Alaska 127, named after bassist/producer Collier’s recording studio, is the band’s best post-reunion LP. The opener, a furious rewrite of “I Fought the Law” called “Amphetamine Blue,” sets the pace for the eleven songs that follow, all either likable lightweight pop or kick-ass hard rock.
The excitement began to wane by Fifth Amendment, which finds the group plugging away at midtempo rock with no distinguishing marks. Collier departed soon after to concentrate more on his bigtime career as a producer (Katrina and the Waves, House of Love, Soup Dragons, etc.), but did pop back around to remix and edit the band’s live album. (His replacement was engineer/soundman Noel Thompson.) Plucking songs from all the previous LPs save for Guilty, Live shrewdly concentrates on older, greatest-hits material. And while the performances are quite good, you get the feeling these guys don’t really have their hearts in it anymore. Thompson and guitarist Ellis left after Live (Ellis turned up in the 1991 edition of the Stranglers), and the band played on with two new members.

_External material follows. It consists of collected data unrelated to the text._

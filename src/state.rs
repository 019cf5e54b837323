use std::sync::Arc;

use crate::adapters::{
    Adapters, HmacPaymentVerifier, SaIdVerifier, SchemeAdjudicator, SchemeRegistry,
    ThresholdBiometricVerifier,
};
use crate::config::Config;
use crate::engine::hooks::{AuditHook, NotificationHook, PostCommitHook};
use crate::engine::orchestrator::Orchestrator;
use crate::error::AppError;
use crate::ledger::{ColdChainPolicy, OrderLedger};
use crate::notify::FanOut;
use crate::observability::metrics::Metrics;
use crate::store::{MemoryStore, Store};

pub struct AppState {
    pub orchestrator: Orchestrator,
    pub fanout: Arc<FanOut>,
    pub metrics: Metrics,
    pub jwt_secret: String,
}

impl AppState {
    pub fn new(config: &Config) -> Result<Self, AppError> {
        Self::with_store(config, Arc::new(MemoryStore::new()))
    }

    pub fn with_store(config: &Config, store: Arc<dyn Store>) -> Result<Self, AppError> {
        let metrics = Metrics::new();
        let fanout = Arc::new(FanOut::new(config.event_buffer_size));

        let registry = match &config.scheme_config_path {
            Some(path) => SchemeRegistry::from_json_file(path)?,
            None => SchemeRegistry::default(),
        };
        let adapters = Adapters {
            payment: Arc::new(HmacPaymentVerifier::new(&config.payment_webhook_secret)),
            adjudication: Arc::new(SchemeAdjudicator::new(registry, config.adapter_latency)),
            biometric: Arc::new(ThresholdBiometricVerifier::new(
                config.biometric_min_length,
                config.adapter_latency,
            )),
            identity: Arc::new(SaIdVerifier::new(config.adapter_latency)),
        };

        let hooks: Vec<Arc<dyn PostCommitHook>> = vec![
            Arc::new(AuditHook::new(store.clone())),
            Arc::new(NotificationHook::new(fanout.clone(), metrics.clone())),
        ];
        let ledger = OrderLedger::new(
            store,
            ColdChainPolicy {
                max_celsius: config.cold_chain_max_celsius,
            },
        );

        Ok(Self {
            orchestrator: Orchestrator::new(
                ledger,
                adapters,
                hooks,
                config.adapter_timeout,
                metrics.clone(),
            ),
            fanout,
            metrics,
            jwt_secret: config.jwt_secret.clone(),
        })
    }
}
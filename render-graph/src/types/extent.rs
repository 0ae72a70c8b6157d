//! Extents and resolution-relative sizes.

use serde::{Deserialize, Serialize};

// ============================================================================
// Extent2d
// ============================================================================

/// Width and height of a 2D image in pixels.
#[derive(Debug, Clone, Copy, PartialEq, Eq, Hash, Serialize, Deserialize)]
pub struct Extent2d {
    pub width: u32,
    pub height: u32,
}

impl Extent2d {
    pub const fn new(width: u32, height: u32) -> Self {
        Self { width, height }
    }

    /// Number of pixels covered by this extent.
    pub fn area(&self) -> u64 {
        u64::from(self.width) * u64::from(self.height)
    }
}

impl Default for Extent2d {
    fn default() -> Self {
        Self::new(1920, 1080)
    }
}

impl std::fmt::Display for Extent2d {
    fn fmt(&self, f: &mut std::fmt::Formatter<'_>) -> std::fmt::Result {
        write!(f, "{}x{}", self.width, self.height)
    }
}

// ============================================================================
// TextureSize
// ============================================================================

/// Size of an image port, either fixed or relative to the render resolution.
///
/// Two image resources can only share a physical allocation when their
/// sizes compare equal, so the relative form keeps its scale factor rather
/// than being resolved up front.
#[derive(Debug, Clone, Copy, PartialEq, Serialize, Deserialize)]
pub enum TextureSize {
    /// Fixed size in pixels.
    Absolute { width: u32, height: u32 },
    /// Scale factor applied to the active render resolution.
    Relative { scale: f32 },
}

impl TextureSize {
    /// Full render resolution.
    pub const FULL: Self = Self::Relative { scale: 1.0 };

    /// Resolves the size against the active render resolution.
    ///
    /// Relative sizes never resolve below one pixel per axis.
    pub fn resolve(&self, render_resolution: Extent2d) -> Extent2d {
        match *self {
            Self::Absolute { width, height } => Extent2d::new(width, height),
            Self::Relative { scale } => {
                let width = (render_resolution.width as f32 * scale).round() as u32;
                let height = (render_resolution.height as f32 * scale).round() as u32;
                Extent2d::new(width.max(1), height.max(1))
            }
        }
    }
}

impl Default for TextureSize {
    fn default() -> Self {
        Self::FULL
    }
}

impl std::fmt::Display for TextureSize {
    fn fmt(&self, f: &mut std::fmt::Formatter<'_>) -> std::fmt::Result {
        match self {
            Self::Absolute { width, height } => write!(f, "{width}x{height}"),
            Self::Relative { scale } => write!(f, "{scale}x render resolution"),
        }
    }
}

#[cfg(test)]
mod tests {
    use super::*;

    #[test]
    fn test_relative_size_resolves_against_resolution() {
        let res = Extent2d::new(1920, 1080);
        assert_eq!(TextureSize::FULL.resolve(res), res);
        assert_eq!(
            TextureSize::Relative { scale: 0.5 }.resolve(res),
            Extent2d::new(960, 540)
        );
    }

    #[test]
    fn test_relative_size_never_zero() {
        let size = TextureSize::Relative { scale: 0.0001 };
        assert_eq!(size.resolve(Extent2d::new(64, 64)), Extent2d::new(1, 1));
    }

    #[test]
    fn test_absolute_size_ignores_resolution() {
        let size = TextureSize::Absolute {
            width: 256,
            height: 128,
        };
        assert_eq!(size.resolve(Extent2d::new(1920, 1080)), Extent2d::new(256, 128));
    }
}
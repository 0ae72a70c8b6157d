//! Pass kinds and the port catalogue each kind declares.

use serde::{Deserialize, Serialize};

use crate::resource::{ResourceSpecification, ResourceType};
use crate::types::TextureFormat;

/// Closed set of pass types a graph node can instantiate.
#[derive(Debug, Clone, Copy, PartialEq, Eq, Hash, Serialize, Deserialize)]
pub enum PassKind {
    /// Graph root. Publishes scene-owned data and is not executed.
    SceneProvider,
    GBuffer,
    Lighting,
    AmbientOcclusion,
    AntiAliasing,
    GaussianBlur,
    /// Graph sink that hands the final image to the swapchain.
    Present,
    Unknown,
}

impl PassKind {
    /// All kinds, in catalogue order.
    pub const ALL: [PassKind; 8] = [
        Self::SceneProvider,
        Self::GBuffer,
        Self::Lighting,
        Self::AmbientOcclusion,
        Self::AntiAliasing,
        Self::GaussianBlur,
        Self::Present,
        Self::Unknown,
    ];

    pub fn display_name(self) -> &'static str {
        match self {
            Self::SceneProvider => "Scene Provider",
            Self::GBuffer => "G-Buffer",
            Self::Lighting => "Lighting",
            Self::AmbientOcclusion => "Ambient Occlusion",
            Self::AntiAliasing => "Anti-Aliasing",
            Self::GaussianBlur => "Gaussian Blur",
            Self::Present => "Present",
            Self::Unknown => "Unknown",
        }
    }

    /// Whether a graph may contain at most one node of this kind.
    pub fn is_singleton(self) -> bool {
        matches!(self, Self::SceneProvider | Self::Present)
    }

    /// Port declarations for this kind, in port order.
    pub fn resource_specs(self) -> Vec<ResourceSpecification> {
        use ResourceSpecification as Spec;
        match self {
            Self::SceneProvider => vec![
                Spec::output("Scene", ResourceType::Scene),
                Spec::output("Objects", ResourceType::Objects),
                Spec::output("Camera", ResourceType::Camera),
                Spec::output("TLAS", ResourceType::AccelerationStructure),
            ],
            Self::GBuffer => vec![
                Spec::input("Scene", ResourceType::Scene),
                Spec::image_output("Position", TextureFormat::Rgba32Float),
                Spec::image_output("Normal", TextureFormat::Rg16Float),
                Spec::image_output("Albedo", TextureFormat::Rgba8Unorm),
                Spec::depth_output("Depth", TextureFormat::Depth32Float),
            ],
            Self::Lighting => vec![
                Spec::input("Camera", ResourceType::Camera),
                Spec::input("TLAS", ResourceType::AccelerationStructure),
                Spec::image_input("Position", TextureFormat::Rgba32Float),
                Spec::image_input("Normal", TextureFormat::Rg16Float),
                Spec::image_input("Albedo", TextureFormat::Rgba8Unorm),
                Spec::input("Depth", ResourceType::DepthImage).with_format(TextureFormat::Depth32Float),
                Spec::image_input("AO Image", TextureFormat::R32Float),
                Spec::image_output("Lighting Result", TextureFormat::Rgba16Float),
            ],
            Self::AmbientOcclusion => vec![
                Spec::image_input("Position", TextureFormat::Rgba32Float),
                Spec::image_input("Normal", TextureFormat::Rg16Float),
                Spec::input("Camera", ResourceType::Camera),
                Spec::input("TLAS", ResourceType::AccelerationStructure),
                Spec::image_output("AO Image", TextureFormat::R32Float),
            ],
            Self::AntiAliasing => vec![
                Spec::image_input("Image", TextureFormat::Rgba16Float),
                Spec::image_output("Anti-Aliased Image", TextureFormat::Rgba16Float),
            ],
            Self::GaussianBlur => vec![
                Spec::image_input("Image", TextureFormat::Rgba16Float),
                Spec::image_output("Blurred Image", TextureFormat::Rgba16Float),
            ],
            Self::Present => vec![Spec::image_input("Final Image", TextureFormat::Rgba16Float)],
            Self::Unknown => Vec::new(),
        }
    }
}

impl std::fmt::Display for PassKind {
    fn fmt(&self, f: &mut std::fmt::Formatter<'_>) -> std::fmt::Result {
        f.write_str(self.display_name())
    }
}
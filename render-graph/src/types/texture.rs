//! Texture formats, usage flags and the descriptor handed to resource factories.

use bitflags::bitflags;
use serde::{Deserialize, Serialize};

use super::Extent2d;

/// Texture format enumeration.
#[derive(Debug, Clone, Copy, PartialEq, Eq, Hash, Default, Serialize, Deserialize)]
pub enum TextureFormat {
    // 8-bit formats
    /// 8-bit red channel, unsigned normalized.
    R8Unorm,

    // 32-bit formats
    /// 32-bit red channel, float.
    R32Float,
    /// 16-bit RG channels, float.
    Rg16Float,
    /// 8-bit RGBA channels, unsigned normalized.
    Rgba8Unorm,
    /// 8-bit RGBA channels, sRGB.
    Rgba8UnormSrgb,

    // 64-bit formats
    /// 16-bit RGBA channels, float.
    Rgba16Float,

    // 128-bit formats
    /// 32-bit RGBA channels, float.
    #[default]
    Rgba32Float,

    // Depth/stencil formats
    /// 24-bit depth with 8-bit stencil.
    Depth24PlusStencil8,
    /// 32-bit depth, float.
    Depth32Float,
}

impl TextureFormat {
    /// Returns true if this is a depth or stencil format.
    pub fn is_depth_stencil(&self) -> bool {
        matches!(self, Self::Depth24PlusStencil8 | Self::Depth32Float)
    }

    /// Returns the size in bytes per pixel/block.
    pub fn block_size(&self) -> u32 {
        match self {
            Self::R8Unorm => 1,
            Self::R32Float
            | Self::Rg16Float
            | Self::Rgba8Unorm
            | Self::Rgba8UnormSrgb
            | Self::Depth24PlusStencil8
            | Self::Depth32Float => 4,
            Self::Rgba16Float => 8,
            Self::Rgba32Float => 16,
        }
    }
}

impl std::fmt::Display for TextureFormat {
    fn fmt(&self, f: &mut std::fmt::Formatter<'_>) -> std::fmt::Result {
        std::fmt::Debug::fmt(self, f)
    }
}

bitflags! {
    /// Usage flags for textures.
    #[derive(Debug, Clone, Copy, PartialEq, Eq, Hash, Serialize, Deserialize)]
    pub struct TextureUsage: u32 {
        /// Texture can be copied from.
        const COPY_SRC = 1 << 0;
        /// Texture can be copied to.
        const COPY_DST = 1 << 1;
        /// Texture can be sampled in a shader.
        const TEXTURE_BINDING = 1 << 2;
        /// Texture can be used as a storage texture.
        const STORAGE_BINDING = 1 << 3;
        /// Texture can be used as a render attachment.
        const RENDER_ATTACHMENT = 1 << 4;
    }
}

impl TextureUsage {
    /// Usage every image port gets unless its declaration says otherwise.
    pub const IMAGE_DEFAULT: Self = Self::COPY_SRC
        .union(Self::TEXTURE_BINDING)
        .union(Self::STORAGE_BINDING);

    /// Usage for depth attachments.
    pub const DEPTH_DEFAULT: Self = Self::TEXTURE_BINDING.union(Self::RENDER_ATTACHMENT);
}

impl Default for TextureUsage {
    fn default() -> Self {
        Self::IMAGE_DEFAULT
    }
}

/// Descriptor for creating a texture.
#[derive(Debug, Clone, PartialEq, Eq, Hash)]
pub struct TextureDescriptor {
    /// Debug label for the texture.
    pub label: Option<String>,
    /// Size of the texture.
    pub size: Extent2d,
    /// Texture format.
    pub format: TextureFormat,
    /// Usage flags.
    pub usage: TextureUsage,
}

impl TextureDescriptor {
    /// Create a new 2D texture descriptor.
    pub fn new_2d(size: Extent2d, format: TextureFormat, usage: TextureUsage) -> Self {
        Self {
            label: None,
            size,
            format,
            usage,
        }
    }

    /// Set the debug label.
    pub fn with_label(mut self, label: impl Into<String>) -> Self {
        self.label = Some(label.into());
        self
    }

    /// Size of the texture in bytes.
    pub fn byte_size(&self) -> u64 {
        self.size.area() * u64::from(self.format.block_size())
    }
}

#[cfg(test)]
mod tests {
    use super::*;

    #[test]
    fn test_depth_formats() {
        assert!(TextureFormat::Depth32Float.is_depth_stencil());
        assert!(TextureFormat::Depth24PlusStencil8.is_depth_stencil());
        assert!(!TextureFormat::Rgba16Float.is_depth_stencil());
    }

    #[test]
    fn test_default_image_usage() {
        let usage = TextureUsage::default();
        assert!(usage.contains(TextureUsage::COPY_SRC));
        assert!(usage.contains(TextureUsage::TEXTURE_BINDING));
        assert!(usage.contains(TextureUsage::STORAGE_BINDING));
        assert!(!usage.contains(TextureUsage::RENDER_ATTACHMENT));
    }

    #[test]
    fn test_descriptor_byte_size() {
        let desc = TextureDescriptor::new_2d(
            Extent2d::new(4, 2),
            TextureFormat::Rgba16Float,
            TextureUsage::default(),
        )
        .with_label("hdr");
        assert_eq!(desc.byte_size(), 64);
        assert_eq!(desc.label.as_deref(), Some("hdr"));
    }
}
//! Compiler configuration.
//!
//! Loaded from RON, e.g.
//!
//! ```ron
//! (
//!     strategy: Optimized,
//!     render_resolution: (width: 2560, height: 1440),
//!     verbose: true,
//!     dump_dir: Some("logs"),
//! )
//! ```
//!
//! Every field is optional and falls back to [`CompilerConfig::default`].

use std::path::{Path, PathBuf};

use serde::{Deserialize, Serialize};

use crate::error::ConfigError;
use crate::types::Extent2d;

/// How physical resources are assigned to logical ones.
#[derive(Debug, Clone, Copy, PartialEq, Eq, Default, Serialize, Deserialize)]
pub enum CompileStrategy {
    /// One physical resource per output port.
    Naive,
    /// Alias compatible images with disjoint lifetimes.
    #[default]
    Optimized,
}

#[derive(Debug, Clone, PartialEq, Serialize, Deserialize)]
#[serde(default)]
pub struct CompilerConfig {
    pub strategy: CompileStrategy,
    /// Size that resolution-relative images are allocated at.
    pub render_resolution: Extent2d,
    /// Log inputs, culling, execution order and resource reports.
    pub verbose: bool,
    /// Where verbose compiles write their reports.
    pub dump_dir: Option<PathBuf>,
    /// Fail on resources of unknown type instead of skipping them.
    pub strict_resource_types: bool,
}

impl Default for CompilerConfig {
    fn default() -> Self {
        Self {
            strategy: CompileStrategy::Optimized,
            render_resolution: Extent2d::default(),
            verbose: false,
            dump_dir: None,
            strict_resource_types: false,
        }
    }
}

impl CompilerConfig {
    pub fn from_ron(source: &str) -> Result<Self, ConfigError> {
        ron::from_str(source).map_err(|e| ConfigError::Parse(e.to_string()))
    }

    pub fn load(path: impl AsRef<Path>) -> Result<Self, ConfigError> {
        let path = path.as_ref();
        let source = std::fs::read_to_string(path).map_err(|source| ConfigError::Io {
            path: path.to_path_buf(),
            source,
        })?;
        Self::from_ron(&source)
    }

    pub fn with_strategy(mut self, strategy: CompileStrategy) -> Self {
        self.strategy = strategy;
        self
    }

    pub fn with_render_resolution(mut self, resolution: Extent2d) -> Self {
        self.render_resolution = resolution;
        self
    }

    pub fn with_verbose(mut self, verbose: bool) -> Self {
        self.verbose = verbose;
        self
    }

    pub fn with_dump_dir(mut self, dir: impl Into<PathBuf>) -> Self {
        self.dump_dir = Some(dir.into());
        self
    }

    pub fn with_strict_resource_types(mut self, strict: bool) -> Self {
        self.strict_resource_types = strict;
        self
    }
}

#[cfg(test)]
mod tests {
    use super::*;

    #[test]
    fn test_defaults() {
        let config = CompilerConfig::default();
        assert_eq!(config.strategy, CompileStrategy::Optimized);
        assert_eq!(config.render_resolution, Extent2d::new(1920, 1080));
        assert!(!config.verbose);
        assert!(config.dump_dir.is_none());
        assert!(!config.strict_resource_types);
    }

    #[test]
    fn test_partial_ron_uses_defaults() {
        let config = CompilerConfig::from_ron("(strategy: Naive, verbose: true)").unwrap();
        assert_eq!(config.strategy, CompileStrategy::Naive);
        assert!(config.verbose);
        assert_eq!(config.render_resolution, Extent2d::default());
    }

    #[test]
    fn test_full_ron() {
        let config = CompilerConfig::from_ron(
            r#"(
                render_resolution: (width: 1280, height: 720),
                dump_dir: Some("logs"),
                strict_resource_types: true,
            )"#,
        )
        .unwrap();
        assert_eq!(config.render_resolution, Extent2d::new(1280, 720));
        assert_eq!(config.dump_dir, Some(PathBuf::from("logs")));
        assert!(config.strict_resource_types);
    }

    #[test]
    fn test_parse_error() {
        assert!(matches!(
            CompilerConfig::from_ron("(strategy: Fastest)"),
            Err(ConfigError::Parse(_))
        ));
    }

    #[test]
    fn test_load_missing_file() {
        assert!(matches!(
            CompilerConfig::load("/nonexistent/compiler.ron"),
            Err(ConfigError::Io { .. })
        ));
    }
}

Despite the optimistic title, Recharged makes it clear the Vibrators have long since run their course. Hacking out simplistic good-timey rockers centered on stale lines like “Heart of the city/Beneath the neon light,” they create something that’s not totally awful but still a major drag in comparison to the good old days. Volume 10 is a slight improvement, thanks to virtuoso show-offy lead work from yet another new guitarist, Nigel Bennett, and some tasty sax.